_WHAT YOU HAVE TO DO:_ Going line by line through the entries below, note each one with "PartialEq", then report how many there are and nothing else.

** STORED DATA follows **

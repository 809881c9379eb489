//! Generic CRUD service over one REST collection.
//!
//! SYSTEM CONTEXT
//! ==============
//! Every reference entity is served by the same five operations. A
//! `CrudService<T>` binds a collection path to those operations and the
//! entity modules only pick the path and record type. All failures come
//! back as `CrudError`, whose message names the attempted operation.
//!
//! RESPONSE SHAPES
//! ===============
//! The backend wraps lists as `{data, total, pages, current_page}` and writes
//! as `{message, data}`, while single reads return the bare record. Both
//! shapes are accepted everywhere so a bare-array backend works too.

use std::marker::PhantomData;

use reqwest::Method;
use serde::de::DeserializeOwned;
use serde::{Deserialize, Serialize};
use serde_json::Value;

use crate::error::{ApiError, CrudError};
use crate::http::ApiClient;

/// The operation a [`CrudError`] was raised from.
#[derive(Debug, Clone, Copy, PartialEq, Eq)]
pub enum CrudOp {
    List,
    Get,
    Create,
    Update,
    Delete,
}

impl CrudOp {
    #[must_use]
    pub fn verb(self) -> &'static str {
        match self {
            Self::List | Self::Get => "fetching",
            Self::Create => "creating",
            Self::Update => "updating",
            Self::Delete => "deleting",
        }
    }

    #[must_use]
    pub fn noun(self) -> &'static str {
        match self {
            Self::List => "records",
            _ => "record",
        }
    }
}

/// Optional list parameters understood by the backend.
#[derive(Debug, Clone, Default, PartialEq, Eq)]
pub struct ListQuery {
    pub page: Option<u32>,
    pub per_page: Option<u32>,
    pub search: Option<String>,
    pub sort_by: Option<String>,
    pub sort_desc: bool,
    pub extra: Vec<(String, String)>,
}

impl ListQuery {
    #[must_use]
    pub fn search(term: impl Into<String>) -> Self {
        Self { search: Some(term.into()), ..Self::default() }
    }

    #[must_use]
    pub fn to_params(&self) -> Vec<(String, String)> {
        let mut params = Vec::new();
        if let Some(page) = self.page {
            params.push(("page".to_owned(), page.to_string()));
        }
        if let Some(per_page) = self.per_page {
            params.push(("per_page".to_owned(), per_page.to_string()));
        }
        if let Some(search) = self.search.as_deref().filter(|s| !s.is_empty()) {
            params.push(("search".to_owned(), search.to_owned()));
        }
        if let Some(sort_by) = &self.sort_by {
            params.push(("sort_by".to_owned(), sort_by.clone()));
            params.push(("sort_dir".to_owned(), if self.sort_desc { "desc" } else { "asc" }.to_owned()));
        }
        params.extend(self.extra.iter().cloned());
        params
    }
}

/// Backend list envelope.
#[derive(Debug, Clone, PartialEq, Serialize, Deserialize)]
pub struct Page<T> {
    pub data: Vec<T>,
    #[serde(default)]
    pub total: Option<u64>,
    #[serde(default)]
    pub pages: Option<u64>,
    #[serde(default)]
    pub current_page: Option<u64>,
}

/// Backend confirmation for a delete.
#[derive(Debug, Clone, Default, PartialEq, Serialize, Deserialize)]
pub struct DeleteConfirmation {
    #[serde(default)]
    pub message: Option<String>,
    #[serde(flatten)]
    pub extra: serde_json::Map<String, Value>,
}

pub struct CrudService<T = Value> {
    client: ApiClient,
    path: String,
    _record: PhantomData<fn() -> T>,
}

impl<T> Clone for CrudService<T> {
    fn clone(&self) -> Self {
        Self { client: self.client.clone(), path: self.path.clone(), _record: PhantomData }
    }
}

impl<T> std::fmt::Debug for CrudService<T> {
    fn fmt(&self, f: &mut std::fmt::Formatter<'_>) -> std::fmt::Result {
        f.debug_struct("CrudService").field("path", &self.path).finish_non_exhaustive()
    }
}

impl<T: DeserializeOwned> CrudService<T> {
    #[must_use]
    pub fn new(client: ApiClient, path: &str) -> Self {
        Self { client, path: path.trim_matches('/').to_owned(), _record: PhantomData }
    }

    #[must_use]
    pub fn path(&self) -> &str {
        &self.path
    }

    fn item_path(&self, id: &str) -> String {
        format!("{}/{id}", self.path)
    }

    /// All records matching `query`, in backend order.
    ///
    /// # Errors
    ///
    /// Returns a [`CrudError`] for transport, backend, or decode failures.
    pub async fn get_all(&self, query: Option<&ListQuery>) -> Result<Vec<T>, CrudError> {
        let body = self.list_body(query).await?;
        let items = match body {
            Value::Object(mut map) => map.remove("data").ok_or_else(|| {
                CrudError::new(CrudOp::List, ApiError::Decode("list body has no `data` field".to_owned()))
            })?,
            other => other,
        };
        decode(CrudOp::List, items)
    }

    /// The backend list envelope with its paging metadata.
    ///
    /// # Errors
    ///
    /// Returns a [`CrudError`] for transport, backend, or decode failures.
    pub async fn get_page(&self, query: Option<&ListQuery>) -> Result<Page<T>, CrudError> {
        let body = self.list_body(query).await?;
        if body.is_array() {
            let data: Vec<T> = decode(CrudOp::List, body)?;
            let total = data.len() as u64;
            return Ok(Page { data, total: Some(total), pages: Some(1), current_page: Some(1) });
        }
        decode(CrudOp::List, body)
    }

    async fn list_body(&self, query: Option<&ListQuery>) -> Result<Value, CrudError> {
        let params = query.map(ListQuery::to_params).unwrap_or_default();
        self.client
            .request(Method::GET, &self.path, None, &params)
            .await
            .map_err(|e| CrudError::new(CrudOp::List, e))
    }

    /// # Errors
    ///
    /// Returns a [`CrudError`]; a missing record reports `is_not_found()`.
    pub async fn get_by_id(&self, id: &str) -> Result<T, CrudError> {
        let body = self
            .client
            .request(Method::GET, &self.item_path(id), None, &[])
            .await
            .map_err(|e| CrudError::new(CrudOp::Get, e))?;
        decode(CrudOp::Get, unwrap_data(body))
    }

    /// Create a record and return it as stored, including its new id.
    ///
    /// # Errors
    ///
    /// Returns a [`CrudError`] for transport, backend, or decode failures.
    pub async fn create<D: Serialize + ?Sized>(&self, data: &D) -> Result<T, CrudError> {
        let body = to_body(CrudOp::Create, data)?;
        let body = self
            .client
            .request(Method::POST, &self.path, Some(body), &[])
            .await
            .map_err(|e| CrudError::new(CrudOp::Create, e))?;
        decode(CrudOp::Create, unwrap_data(body))
    }

    /// Replace the fields of record `id`. Any `id` key in `data` is dropped
    /// from the payload; the URL alone identifies the record.
    ///
    /// # Errors
    ///
    /// Returns a [`CrudError`] for transport, backend, or decode failures.
    pub async fn update<D: Serialize + ?Sized>(&self, id: &str, data: &D) -> Result<T, CrudError> {
        let mut body = to_body(CrudOp::Update, data)?;
        if let Some(map) = body.as_object_mut() {
            map.remove("id");
        }
        let body = self
            .client
            .request(Method::PUT, &self.item_path(id), Some(body), &[])
            .await
            .map_err(|e| CrudError::new(CrudOp::Update, e))?;
        decode(CrudOp::Update, unwrap_data(body))
    }

    /// # Errors
    ///
    /// Returns a [`CrudError`] for transport, backend, or decode failures.
    pub async fn delete(&self, id: &str) -> Result<DeleteConfirmation, CrudError> {
        let body = self
            .client
            .request(Method::DELETE, &self.item_path(id), None, &[])
            .await
            .map_err(|e| CrudError::new(CrudOp::Delete, e))?;
        if body.is_null() {
            return Ok(DeleteConfirmation::default());
        }
        decode(CrudOp::Delete, body)
    }
}

/// `{message, data}` → `data`; anything else passes through.
fn unwrap_data(body: Value) -> Value {
    match body {
        Value::Object(mut map) if map.get("data").is_some_and(Value::is_object) => {
            map.remove("data").unwrap_or(Value::Null)
        }
        other => other,
    }
}

fn to_body<D: Serialize + ?Sized>(op: CrudOp, data: &D) -> Result<Value, CrudError> {
    serde_json::to_value(data).map_err(|e| CrudError::new(op, ApiError::InvalidRequest(e.to_string())))
}

fn decode<R: DeserializeOwned>(op: CrudOp, body: Value) -> Result<R, CrudError> {
    serde_json::from_value(body).map_err(|e| CrudError::new(op, ApiError::Decode(e.to_string())))
}

#[cfg(test)]
#[path = "crud_test.rs"]
mod crud_test;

** End of STORED DATA **

_YOUR SOLUTION:_ 4